Despite what their name implies, Great Danes have no known connection or association with Denmark and the Danish people.

They are German-born and bred for at least 400 years and it was German fans of the breed that produced the finest individuals measuring up to the standard set forth by the American Kennel Club.

The French people used many names all referring to the same breed such as “Dogue allemand” which means German Mastiff for years. Eventually, the English translation of “grand Danois” (literally big Danish) became the norm.

Great Danes are a working type of dog, and one can understand why when they learn that they were bred for hunting powerful wild boar throughout Europe.

These days they are certainly more of a family dog even though their size and weight can be imposing to those who don’t know the dog’s nature.

They are extremely affectionate toward their owners but can be wary around new people and strangers which makes them excellent guard dogs but they require a firm hand and significant training to prevent any aggression problems from arising.
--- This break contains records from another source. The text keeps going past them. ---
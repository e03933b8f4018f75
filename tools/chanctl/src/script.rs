// Copyright 2026 Open Nexus OS Contributors
// SPDX-License-Identifier: Apache-2.0

//! Operation scripts for `chanctl exec`.
//!
//! Grammar, one op per argument:
//!   write:<text> | write@<off>:<text> | read:<n> | seek:<set|cur|end>:<n>
//!   reset | get:<field> | set:<field>:<n> | notify:<on|off> | poll | stats

use std::fmt;
use std::io::Write;
use std::str::FromStr;

use anyhow::{anyhow, bail, Context};
use chardev_chan::{Channel, ControlOp, Field, PollEvents, Session, Whence};

#[derive(Clone, Debug, PartialEq, Eq)]
pub enum Op {
    Write(Vec<u8>),
    WriteAt(usize, Vec<u8>),
    Read(usize),
    Seek(Whence, i64),
    Reset,
    Get(Field),
    Set(Field, u64),
    Notify(bool),
    Poll,
    Stats,
}

impl FromStr for Op {
    type Err = anyhow::Error;

    fn from_str(s: &str) -> anyhow::Result<Self> {
        let (head, rest) = match s.split_once(':') {
            Some((head, rest)) => (head, Some(rest)),
            None => (s, None),
        };
        let arg = || rest.ok_or_else(|| anyhow!("`{head}` needs an argument"));
        let op = match head {
            "write" => Op::Write(arg()?.as_bytes().to_vec()),
            "read" => Op::Read(arg()?.parse().context("read length")?),
            "seek" => {
                let (whence, offset) =
                    arg()?.split_once(':').ok_or_else(|| anyhow!("expected seek:<whence>:<n>"))?;
                let whence = match whence {
                    "set" => Whence::Set,
                    "cur" => Whence::Cur,
                    "end" => Whence::End,
                    other => bail!("unknown whence `{other}`"),
                };
                Op::Seek(whence, offset.parse().context("seek offset")?)
            }
            "reset" => Op::Reset,
            "get" => Op::Get(parse_field(arg()?)?),
            "set" => {
                let (field, value) =
                    arg()?.split_once(':').ok_or_else(|| anyhow!("expected set:<field>:<n>"))?;
                Op::Set(parse_field(field)?, value.parse().context("set value")?)
            }
            "notify" => match arg()? {
                "on" => Op::Notify(true),
                "off" => Op::Notify(false),
                other => bail!("notify takes on|off, got `{other}`"),
            },
            "poll" => Op::Poll,
            "stats" => Op::Stats,
            other => match other.strip_prefix("write@") {
                Some(offset) => {
                    Op::WriteAt(offset.parse().context("write offset")?, arg()?.as_bytes().to_vec())
                }
                None => bail!("unknown op `{other}`"),
            },
        };
        Ok(op)
    }
}

fn parse_field(name: &str) -> anyhow::Result<Field> {
    name.parse().map_err(|_| anyhow!("unknown field `{name}`"))
}

impl fmt::Display for Op {
    fn fmt(&self, f: &mut fmt::Formatter<'_>) -> fmt::Result {
        match self {
            Op::Write(data) => write!(f, "write {}B", data.len()),
            Op::WriteAt(offset, data) => write!(f, "write@{offset} {}B", data.len()),
            Op::Read(n) => write!(f, "read {n}"),
            Op::Seek(whence, offset) => write!(f, "seek {whence:?} {offset}"),
            Op::Reset => f.write_str("reset"),
            Op::Get(field) => write!(f, "get {field}"),
            Op::Set(field, value) => write!(f, "set {field}={value}"),
            Op::Notify(on) => write!(f, "notify {}", if *on { "on" } else { "off" }),
            Op::Poll => f.write_str("poll"),
            Op::Stats => f.write_str("stats"),
        }
    }
}

pub fn parse_script<S: AsRef<str>>(ops: &[S]) -> anyhow::Result<Vec<Op>> {
    ops.iter()
        .map(|op| op.as_ref().parse().with_context(|| format!("parsing `{}`", op.as_ref())))
        .collect()
}

fn describe_events(events: PollEvents) -> String {
    let mut parts = Vec::new();
    if events.contains(PollEvents::READABLE) {
        parts.push("readable");
    }
    if events.contains(PollEvents::WRITABLE) {
        parts.push("writable");
    }
    if parts.is_empty() {
        "none".to_owned()
    } else {
        parts.join("|")
    }
}

fn apply(channel: &Channel, session: &mut Session, op: &Op) -> chardev_chan::Result<String> {
    Ok(match op {
        Op::Write(data) => format!("{} bytes", session.write(data)?),
        Op::WriteAt(offset, data) => format!("{} bytes", session.write_at(*offset, data)?),
        Op::Read(n) => format!("{:?}", String::from_utf8_lossy(&session.read(*n)?)),
        Op::Seek(whence, offset) => format!("position {}", session.seek(*offset, *whence)?),
        Op::Reset => {
            session.control(ControlOp::Reset)?;
            "ok".to_owned()
        }
        Op::Get(field) => session.control(ControlOp::Get(*field))?.to_string(),
        Op::Set(field, value) => {
            session.control(ControlOp::Set(*field, *value))?;
            "ok".to_owned()
        }
        Op::Notify(on) => {
            let op = if *on { ControlOp::EnableNotify } else { ControlOp::DisableNotify };
            session.control(op)?;
            "ok".to_owned()
        }
        Op::Poll => describe_events(session.poll()?),
        Op::Stats => format!("{:?}", channel.stats()?),
    })
}

/// Runs `ops` on one session; per-op failures are reported and skipped.
///
/// Returns the number of ops that failed.
pub fn execute(channel: &Channel, ops: &[Op], out: &mut impl Write) -> anyhow::Result<usize> {
    let mut session = channel.open().context("opening session")?;
    let mut failures = 0;
    for op in ops {
        match apply(channel, &mut session, op) {
            Ok(result) => writeln!(out, "{op}: {result}")?,
            Err(err) => {
                failures += 1;
                log::debug!("op {op} failed with errno {}", err.errno());
                writeln!(out, "{op}: error: {err}")?;
            }
        }
    }
    session.close();
    Ok(failures)
}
These are not dogs recommended for novice dog owners as they will benefit most from consistent training that not everyone can provide.

Their size can be a problem for families with small children or other small pets even with proper training – they may not intend to harm others but could accidentally do so purely because of their size.
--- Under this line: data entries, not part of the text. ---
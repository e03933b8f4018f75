// Copyright 2026 Open Nexus OS Contributors
// SPDX-License-Identifier: Apache-2.0

//! Shared parking loop used by every blocking primitive in this crate.

use std::time::{Duration, Instant};

use parking_lot::{Condvar, MutexGuard};

use crate::{Interrupter, WaitError};

// Waiters re-check their interrupter at least this often.
const INTERRUPT_POLL_SLICE: Duration = Duration::from_millis(5);

/// Absolute point in time after which a wait gives up.
#[derive(Clone, Copy, Debug, PartialEq, Eq)]
pub enum Deadline {
    /// Wait until the condition holds or the waiter is interrupted.
    Never,
    /// Give up once this instant has passed.
    At(Instant),
}

impl Deadline {
    /// Deadline `budget` from now. Budgets too large to represent never expire.
    pub fn after(budget: Duration) -> Self {
        Instant::now().checked_add(budget).map_or(Self::Never, Self::At)
    }

    pub fn instant(self) -> Option<Instant> {
        match self {
            Self::Never => None,
            Self::At(at) => Some(at),
        }
    }

    pub fn has_expired(self) -> bool {
        matches!(self, Self::At(at) if Instant::now() >= at)
    }

    /// Time left before expiry; `None` for [`Deadline::Never`].
    pub fn remaining(self) -> Option<Duration> {
        self.instant().map(|at| at.saturating_duration_since(Instant::now()))
    }
}

/// Parks on `cv` while `pending` holds, giving up on expiry or interruption.
///
/// `pending` is evaluated under the guard before every park, so a wake-up that
/// raced ahead of the park is never lost. Readiness wins over interruption: a
/// raised interrupter stays pending when the condition already holds.
pub(crate) fn park_while<T>(
    cv: &Condvar,
    guard: &mut MutexGuard<'_, T>,
    deadline: Deadline,
    interrupt: Option<&Interrupter>,
    mut pending: impl FnMut(&mut T) -> bool,
) -> Result<(), WaitError> {
    while pending(&mut **guard) {
        if interrupt.is_some_and(Interrupter::take) {
            return Err(WaitError::Interrupted);
        }
        let now = Instant::now();
        let slice_end = now + INTERRUPT_POLL_SLICE;
        let wake_at = match deadline {
            Deadline::Never => slice_end,
            Deadline::At(at) if now >= at => return Err(WaitError::TimedOut),
            Deadline::At(at) => at.min(slice_end),
        };
        cv.wait_until(guard, wake_at);
    }
    Ok(())
}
About The Dane Corso Dog Mix:

Also known as the Italian Daniff, Dane Corsos are a relatively new mix of two parents with a long history. They are very large dogs, easily weighing in at over 100 pounds and standing between 27 and 34 inches in height. 
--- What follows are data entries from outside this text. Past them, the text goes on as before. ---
// Copyright 2026 Open Nexus OS Contributors
// SPDX-License-Identifier: Apache-2.0

//! CONTEXT: Fixed-capacity byte storage with linear or ring cursors
//!
//! INVARIANTS:
//!   - `len <= capacity`
//!   - Ring: `(write - read) mod capacity == len mod capacity`
//!   - Linear: `read + len == write <= capacity`
//!   - Cursors return to 0 whenever the buffer drains
//!
//! The buffer knows nothing about locking, waiting or caller memory; the
//! channel stages transfers before calling in, so every method here either
//! applies fully or not at all.

use crate::config::{Layout, ReadPolicy};
use crate::error::{ChannelError, Result};

pub struct ChannelBuffer {
    storage: Box<[u8]>,
    len: usize,
    read: usize,
    write: usize,
    layout: Layout,
}

impl ChannelBuffer {
    pub fn new(capacity: usize, layout: Layout) -> Self {
        Self { storage: vec![0u8; capacity.max(1)].into_boxed_slice(), len: 0, read: 0, write: 0, layout }
    }

    #[inline]
    pub fn capacity(&self) -> usize {
        self.storage.len()
    }

    #[inline]
    pub fn len(&self) -> usize {
        self.len
    }

    #[inline]
    pub fn is_empty(&self) -> bool {
        self.len == 0
    }

    #[cfg(test)]
    pub fn read_cursor(&self) -> usize {
        self.read
    }

    #[cfg(test)]
    pub fn write_cursor(&self) -> usize {
        self.write
    }

    /// Bytes an append can take right now.
    pub fn free_space(&self) -> usize {
        match self.layout {
            Layout::Ring => self.capacity() - self.len,
            Layout::Linear => self.capacity() - self.write,
        }
    }

    /// Appends as much of `data` as fits; returns the count taken.
    pub fn append(&mut self, data: &[u8]) -> usize {
        let n = data.len().min(self.free_space());
        if n == 0 {
            return 0;
        }
        let cap = self.capacity();
        match self.layout {
            Layout::Linear => {
                self.storage[self.write..self.write + n].copy_from_slice(&data[..n]);
                self.write += n;
            }
            Layout::Ring => {
                self.copy_in_wrapping(self.write, &data[..n]);
                self.write = (self.write + n) % cap;
            }
        }
        self.len += n;
        n
    }

    /// Drops the current contents and stores the first `capacity` bytes of `data`.
    pub fn replace(&mut self, data: &[u8]) -> usize {
        self.clear();
        self.append(data)
    }

    /// Writes `data` at logical `offset` from the read cursor.
    ///
    /// A gap between the current end and `offset` is zero-filled. Fails with
    /// `TooLarge` when `offset + data.len()` exceeds capacity.
    pub fn write_at(&mut self, offset: usize, data: &[u8]) -> Result<usize> {
        let cap = self.capacity();
        let end = offset.checked_add(data.len()).ok_or(ChannelError::TooLarge)?;
        if end > cap {
            return Err(ChannelError::TooLarge);
        }
        if data.is_empty() {
            return Ok(0);
        }
        if self.layout == Layout::Linear && self.read + end > cap {
            self.compact();
        }
        if offset > self.len {
            let gap = offset - self.len;
            self.fill_zero_at(self.len, gap);
        }
        match self.layout {
            Layout::Linear => {
                let at = self.read + offset;
                self.storage[at..at + data.len()].copy_from_slice(data);
            }
            Layout::Ring => self.copy_in_wrapping((self.read + offset) % cap, data),
        }
        self.len = self.len.max(end);
        self.write = match self.layout {
            Layout::Linear => self.read + self.len,
            Layout::Ring => (self.read + self.len) % cap,
        };
        Ok(data.len())
    }

    /// Copies up to `max` bytes from the read cursor without consuming them.
    pub fn peek(&self, max: usize) -> Vec<u8> {
        self.peek_at(0, max)
    }

    /// Copies up to `max` bytes starting `offset` bytes past the read cursor.
    pub fn peek_at(&self, offset: usize, max: usize) -> Vec<u8> {
        if offset >= self.len {
            return Vec::new();
        }
        let n = max.min(self.len - offset);
        let mut out = vec![0u8; n];
        let cap = self.capacity();
        let start = match self.layout {
            Layout::Linear => self.read + offset,
            Layout::Ring => (self.read + offset) % cap,
        };
        let first = n.min(cap - start);
        out[..first].copy_from_slice(&self.storage[start..start + first]);
        out[first..].copy_from_slice(&self.storage[..n - first]);
        out
    }

    /// Retires `n` bytes that a read returned.
    pub fn consume(&mut self, n: usize, policy: ReadPolicy) {
        match policy {
            ReadPolicy::ClearOnRead => self.clear(),
            ReadPolicy::Stream => {
                let n = n.min(self.len);
                self.len -= n;
                if self.len == 0 {
                    self.read = 0;
                    self.write = 0;
                } else {
                    self.read = match self.layout {
                        Layout::Linear => self.read + n,
                        Layout::Ring => (self.read + n) % self.capacity(),
                    };
                }
            }
        }
    }

    /// Forgets the contents; the bytes stay in storage until overwritten.
    pub fn clear(&mut self) {
        self.len = 0;
        self.read = 0;
        self.write = 0;
    }

    /// Clears and zeroes the whole storage.
    pub fn reset(&mut self) {
        self.clear();
        self.storage.fill(0);
    }

    /// Swaps in fresh zeroed storage of `capacity` bytes. Buffered data is lost.
    pub fn reallocate(&mut self, capacity: usize) {
        self.storage = vec![0u8; capacity.max(1)].into_boxed_slice();
        self.clear();
    }

    /// Moves the live bytes of a linear buffer to offset 0.
    fn compact(&mut self) {
        if self.read == 0 {
            return;
        }
        self.storage.copy_within(self.read..self.read + self.len, 0);
        self.read = 0;
        self.write = self.len;
    }

    fn copy_in_wrapping(&mut self, at: usize, data: &[u8]) {
        let cap = self.capacity();
        let first = data.len().min(cap - at);
        self.storage[at..at + first].copy_from_slice(&data[..first]);
        self.storage[..data.len() - first].copy_from_slice(&data[first..]);
    }

    fn fill_zero_at(&mut self, logical: usize, count: usize) {
        let cap = self.capacity();
        for i in 0..count {
            let at = match self.layout {
                Layout::Linear => self.read + logical + i,
                Layout::Ring => (self.read + logical + i) % cap,
            };
            self.storage[at] = 0;
        }
    }

    #[cfg(test)]
    pub(crate) fn invariants_hold(&self) -> bool {
        let cap = self.capacity();
        if self.len > cap {
            return false;
        }
        match self.layout {
            Layout::Ring => (self.write + cap - self.read) % cap == self.len % cap,
            Layout::Linear => self.read + self.len == self.write && self.write <= cap,
        }
    }
}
Though they are a new breed and don’t have much standardization yet, the Great Dane side does seem to be more dominant, at least as far as looks.

Most Dane Corsos tend to be taller and skinnier than the Cane Corso parent, though they may have larger, thicker chests and be more muscular.  

What Kind of Home is Best For a Dane Corso?

Dane Corsos do best in large homes with a big, fenced-in yard they can spend time in. Due to their large size, apartments tend to be far too cramped for them, as well as most houses.

By giving them plenty of outdoor space to roam, your home will feel a little less cramped and your dog will get to explore and wander the yard as they please. 

What is a Dane Corso’s Temperament

Though many people never thought about breeding Dane Corsos before, they have great temperaments due to the complementary personalities of their parents. They tend to be very stable and calm. With their family, they are gentle and loving. 

Though Cane Corsos were bred as guard dogs, they tend to not be very aggressive, though proper training and socialization are always important. 


Dane Corsos were likely an accidental breed, as many breeders never thought about mixing two dogs with such different histories and traits. However, this dog is likely to quickly climb in popularity. Despite their large size, they are loving and gentle and have fairly calm personalities. 

If you want a dog that looks intimidating but is often nothing more than a big softy, this large lap dog might be the one for you.